INFORMATION GIVEN section start

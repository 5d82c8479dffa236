use std::collections::BTreeMap;

use serde::{Deserialize, Serialize};

use crate::assets::color::Color;
use crate::effects::filters::FilterChain;
use crate::foundation::core::Canvas;
use crate::scene::presets;

/// Full wallpaper settings snapshot.
///
/// Missing fields take the product defaults, so `{}` is a valid settings file.
#[derive(Debug, Clone, PartialEq, Serialize, Deserialize)]
#[serde(default)]
pub struct WallpaperDef {
    /// Output resolution.
    pub canvas: Canvas,
    /// Background fill and optional photo.
    pub background: BackgroundDef,
    /// Colors new shapes are drawn from when the shape count grows.
    pub palette: Vec<Color>,
    /// Blob shapes, drawn in order.
    pub shapes: Vec<ShapeDef>,
    /// Filter stack applied to the background layer.
    pub filters: FiltersDef,
    /// Grain and vignette.
    pub effects: EffectsDef,
    /// Text or logo drawn on top.
    pub overlay: Overlay,
    /// Font files keyed by family name (paths or data URLs).
    pub fonts: BTreeMap<String, String>,
    /// Makes shape jitter and grain reproducible when set.
    pub seed: Option<u64>,
}

impl Default for WallpaperDef {
    fn default() -> Self {
        let palette: Vec<Color> = presets::initial_palette();
        // Origins spread on a fixed grid so the default file is deterministic.
        let shapes = palette
            .iter()
            .enumerate()
            .map(|(i, &color)| ShapeDef {
                x: ((i % 3) as f64 * 35.0 + 15.0),
                y: ((i / 3) as f64 * 35.0 + 15.0),
                color,
            })
            .collect();
        Self {
            canvas: Canvas::default(),
            background: BackgroundDef::default(),
            palette,
            shapes,
            filters: FiltersDef::default(),
            effects: EffectsDef::default(),
            overlay: Overlay::Text(TextOverlay::default()),
            fonts: BTreeMap::new(),
            seed: None,
        }
    }
}

/// Background fill color and optional cover-fit photo.
#[derive(Debug, Clone, PartialEq, Serialize, Deserialize)]
#[serde(default)]
pub struct BackgroundDef {
    /// Solid fill under everything.
    pub color: Color,
    /// Data URL or file path of a photo; when present, shapes are not drawn.
    pub image: Option<String>,
}

impl Default for BackgroundDef {
    fn default() -> Self {
        Self {
            color: presets::default_background(),
            image: None,
        }
    }
}

/// One blob shape anchored at a percentage position of the canvas.
#[derive(Debug, Clone, Copy, PartialEq, Serialize, Deserialize)]
pub struct ShapeDef {
    /// Horizontal anchor, percent of canvas width.
    pub x: f64,
    /// Vertical anchor, percent of canvas height.
    pub y: f64,
    /// Fill color.
    pub color: Color,
}

/// Filter slider values.
#[derive(Debug, Clone, Copy, PartialEq, Serialize, Deserialize)]
#[serde(default)]
pub struct FiltersDef {
    /// Blur radius, `0..=1200`.
    pub blur: f64,
    /// Brightness percent, `0..=200`.
    pub brightness: f64,
    /// Contrast percent, `1..=200`.
    pub contrast: f64,
    /// Saturation percent, `0..=200`.
    pub saturation: f64,
}

impl Default for FiltersDef {
    fn default() -> Self {
        Self {
            blur: 500.0,
            brightness: 100.0,
            contrast: 100.0,
            saturation: 100.0,
        }
    }
}

impl From<&FiltersDef> for FilterChain {
    fn from(f: &FiltersDef) -> Self {
        Self {
            blur: f.blur,
            brightness: f.brightness,
            contrast: f.contrast,
            saturation: f.saturation,
        }
    }
}

/// Grain and vignette intensities, both `0..=100`.
#[derive(Debug, Clone, Copy, PartialEq, Serialize, Deserialize)]
#[serde(default)]
pub struct EffectsDef {
    /// Film grain intensity.
    pub grain: f64,
    /// Vignette intensity.
    pub vignette: f64,
}

impl Default for EffectsDef {
    fn default() -> Self {
        Self {
            grain: 25.0,
            vignette: 0.0,
        }
    }
}

/// Content drawn above the filtered background.
#[derive(Debug, Clone, PartialEq, Serialize, Deserialize)]
#[serde(tag = "kind", rename_all = "snake_case")]
pub enum Overlay {
    /// Nothing on top.
    None,
    /// Multi-line styled text.
    Text(TextOverlay),
    /// Uploaded logo image.
    Logo(LogoOverlay),
}

impl Default for Overlay {
    fn default() -> Self {
        Self::Text(TextOverlay::default())
    }
}

/// Horizontal alignment of text lines inside the text block.
#[derive(Debug, Clone, Copy, Default, PartialEq, Eq, Serialize, Deserialize)]
#[serde(rename_all = "snake_case")]
pub enum TextAlign {
    /// Lines start at the block's left edge.
    Left,
    /// Lines are centered.
    #[default]
    Center,
    /// Lines end at the block's right edge.
    Right,
}

/// Shadow or glow drawn under the overlay.
#[derive(Debug, Clone, Copy, PartialEq, Serialize, Deserialize)]
#[serde(default)]
pub struct ShadowDef {
    /// Whether the shadow pass runs.
    pub enabled: bool,
    /// Shadow color.
    pub color: Color,
    /// Blur radius in pixels.
    pub blur: f64,
    /// Horizontal offset in pixels.
    pub offset_x: f64,
    /// Vertical offset in pixels.
    pub offset_y: f64,
}

impl Default for ShadowDef {
    fn default() -> Self {
        Self {
            enabled: false,
            color: Color::rgb8(0xf5, 0xf5, 0xf5),
            blur: 24.0,
            offset_x: 0.0,
            offset_y: 0.0,
        }
    }
}

/// Offset from the canvas center, in canvas pixels.
#[derive(Debug, Clone, Copy, Default, PartialEq, Serialize, Deserialize)]
#[serde(default)]
pub struct OffsetDef {
    /// Horizontal offset.
    pub x: f64,
    /// Vertical offset.
    pub y: f64,
}

/// Text overlay content and style.
#[derive(Debug, Clone, PartialEq, Serialize, Deserialize)]
#[serde(default)]
pub struct TextOverlay {
    /// Content; `\n` separates lines.
    pub text: String,
    /// Family name, looked up in [`WallpaperDef::fonts`]; unknown families use the fallback font.
    pub font_family: String,
    /// Weight, `100..=900`.
    pub font_weight: u16,
    /// Size in canvas pixels.
    pub font_size: f64,
    /// Extra spacing between characters, in em.
    pub letter_spacing: f64,
    /// Line height as a multiple of the font size.
    pub line_height: f64,
    /// Fill color.
    pub color: Color,
    /// Faux italic.
    pub italic: bool,
    /// Underline each line.
    pub underline: bool,
    /// Strike through each line.
    pub strikethrough: bool,
    /// Opacity percent, `0..=100`.
    pub opacity: f64,
    /// Line alignment inside the block.
    pub align: TextAlign,
    /// Optional shadow or glow.
    pub shadow: ShadowDef,
    /// Block position relative to the canvas center.
    pub offset: OffsetDef,
}

impl Default for TextOverlay {
    fn default() -> Self {
        Self {
            text: "Gradii.".to_owned(),
            font_family: "Onest".to_owned(),
            font_weight: 600,
            font_size: 36.0,
            letter_spacing: -0.02,
            line_height: 1.0,
            color: Color::rgb8(0xf1, 0xf1, 0xf1),
            italic: false,
            underline: false,
            strikethrough: false,
            opacity: 100.0,
            align: TextAlign::Center,
            shadow: ShadowDef::default(),
            offset: OffsetDef::default(),
        }
    }
}

/// Uploaded logo drawn centered on the canvas.
#[derive(Debug, Clone, PartialEq, Serialize, Deserialize)]
#[serde(default)]
pub struct LogoOverlay {
    /// Data URL or file path.
    pub image: String,
    /// Size of the fit box as a percentage of the canvas, `1..=100`.
    pub scale_pct: f64,
    /// Opacity percent, `0..=100`.
    pub opacity: f64,
    /// Drop shadow.
    pub shadow: ShadowDef,
    /// Position relative to the canvas center.
    pub offset: OffsetDef,
}

impl Default for LogoOverlay {
    fn default() -> Self {
        Self {
            image: String::new(),
            scale_pct: 30.0,
            opacity: 100.0,
            shadow: ShadowDef::default(),
            offset: OffsetDef::default(),
        }
    }
}

#[cfg(test)]
#[path = "../../tests/unit/scene/model.rs"]
mod tests;
use std::collections::BTreeSet;

use rand::Rng;
use rand::seq::SliceRandom;
use serde::{Deserialize, Serialize};

use crate::assets::color::Color;
use crate::foundation::error::{GradiiError, GradiiResult};
use crate::scene::model::{Overlay, ShapeDef, WallpaperDef};
use crate::scene::presets::{BACKGROUND_PRESETS, FONT_SIZES, FONTS, SHAPE_COUNT_RANGE};

/// Settings a shuffle leaves alone once the user has touched them.
#[derive(Clone, Copy, Debug, PartialEq, Eq, Hash, PartialOrd, Ord, Serialize, Deserialize)]
#[serde(rename_all = "snake_case")]
pub enum Property {
    /// Background fill color.
    BackgroundColor,
    /// Text font family.
    FontFamily,
    /// Text font weight.
    FontWeight,
    /// Text font size.
    FontSize,
    /// Text letter spacing.
    LetterSpacing,
}

/// Set of properties the user changed by hand.
#[derive(Clone, Debug, Default, PartialEq, Eq)]
pub struct ModifiedProperties(BTreeSet<Property>);

impl ModifiedProperties {
    /// Empty set.
    pub fn new() -> Self {
        Self::default()
    }

    /// Record a manual change.
    pub fn track(&mut self, p: Property) {
        self.0.insert(p);
    }

    /// Whether `p` was changed by hand.
    pub fn contains(&self, p: Property) -> bool {
        self.0.contains(&p)
    }
}

/// One-deep undo slot for shape sets.
#[derive(Clone, Debug, Default, PartialEq)]
pub struct PaletteHistory {
    previous: Option<Vec<ShapeDef>>,
}

impl PaletteHistory {
    /// Whether a previous shape set is stored.
    pub fn has_previous(&self) -> bool {
        self.previous.is_some()
    }
}

/// Shuffle: move every shape to a random origin, keep the old set in `history` and re-roll the
/// untouched text and background properties.
pub fn generate_new_palette<R: Rng + ?Sized>(
    def: &mut WallpaperDef,
    history: &mut PaletteHistory,
    modified: &ModifiedProperties,
    rng: &mut R,
) {
    history.previous = Some(def.shapes.clone());
    for s in &mut def.shapes {
        s.x = rng.gen_range(0.0..100.0);
        s.y = rng.gen_range(0.0..100.0);
    }

    if !modified.contains(Property::BackgroundColor)
        && let Some(&[r, g, b]) = BACKGROUND_PRESETS.choose(rng)
    {
        def.background.color = Color::rgb8(r, g, b);
    }

    let Overlay::Text(text) = &mut def.overlay else {
        return;
    };
    if !modified.contains(Property::FontFamily)
        && let Some((name, _)) = FONTS.choose(rng)
    {
        text.font_family = (*name).to_owned();
    }
    if !modified.contains(Property::FontWeight)
        && let Some((_, weights)) = FONTS.choose(rng)
        && let Some(&w) = weights.choose(rng)
    {
        text.font_weight = w;
    }
    if !modified.contains(Property::FontSize)
        && let Some(&size) = FONT_SIZES.choose(rng)
    {
        text.font_size = size;
    }
    if !modified.contains(Property::LetterSpacing) {
        let v: f64 = rng.gen_range(0.0..1.0) * 0.15 - 0.05;
        text.letter_spacing = (v * 100.0).round() / 100.0;
    }
}

/// Bring back the shapes from before the last shuffle; the undo slot is emptied.
/// Returns whether anything was restored.
pub fn restore_previous_palette(def: &mut WallpaperDef, history: &mut PaletteHistory) -> bool {
    match history.previous.take() {
        Some(prev) if !prev.is_empty() => {
            def.shapes = prev;
            true
        }
        _ => false,
    }
}

/// Grow or shrink the shape list; new shapes cycle through the palette at random origins.
/// `n` is clamped to the supported range.
pub fn set_shape_count<R: Rng + ?Sized>(def: &mut WallpaperDef, n: usize, rng: &mut R) {
    let n = n.clamp(*SHAPE_COUNT_RANGE.start(), *SHAPE_COUNT_RANGE.end());
    if n <= def.shapes.len() {
        def.shapes.truncate(n);
        return;
    }
    if def.palette.is_empty() {
        def.palette = crate::scene::presets::initial_palette();
    }
    for i in def.shapes.len()..n {
        let color = def.palette[i % def.palette.len()];
        def.shapes.push(ShapeDef {
            x: rng.gen_range(0.0..100.0),
            y: rng.gen_range(0.0..100.0),
            color,
        });
    }
}

/// Recolor one shape.
pub fn update_shape_color(def: &mut WallpaperDef, index: usize, color: Color) -> GradiiResult<()> {
    let len = def.shapes.len();
    let shape = def.shapes.get_mut(index).ok_or_else(|| {
        GradiiError::validation(format!("shape index {index} out of range (have {len})"))
    })?;
    shape.color = color;
    Ok(())
}

#[cfg(test)]
#[path = "../../tests/unit/scene/palette.rs"]
mod tests;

INFORMATION GIVEN section end

▸ PROBLEM:
Retype the records above exactly, from their first line through the line that contains "impl Default for WallpaperDef", and stop there.

▸ REPLY:
repository 5d82c8479dffa236
use std::collections::BTreeMap;

use serde::{Deserialize, Serialize};

use crate::assets::color::Color;
use crate::effects::filters::FilterChain;
use crate::foundation::core::Canvas;
use crate::scene::presets;

/// Full wallpaper settings snapshot.
///
/// Missing fields take the product defaults, so `{}` is a valid settings file.
#[derive(Debug, Clone, PartialEq, Serialize, Deserialize)]
#[serde(default)]
pub struct WallpaperDef {
    /// Output resolution.
    pub canvas: Canvas,
    /// Background fill and optional photo.
    pub background: BackgroundDef,
    /// Colors new shapes are drawn from when the shape count grows.
    pub palette: Vec<Color>,
    /// Blob shapes, drawn in order.
    pub shapes: Vec<ShapeDef>,
    /// Filter stack applied to the background layer.
    pub filters: FiltersDef,
    /// Grain and vignette.
    pub effects: EffectsDef,
    /// Text or logo drawn on top.
    pub overlay: Overlay,
    /// Font files keyed by family name (paths or data URLs).
    pub fonts: BTreeMap<String, String>,
    /// Makes shape jitter and grain reproducible when set.
    pub seed: Option<u64>,
}

impl Default for WallpaperDef {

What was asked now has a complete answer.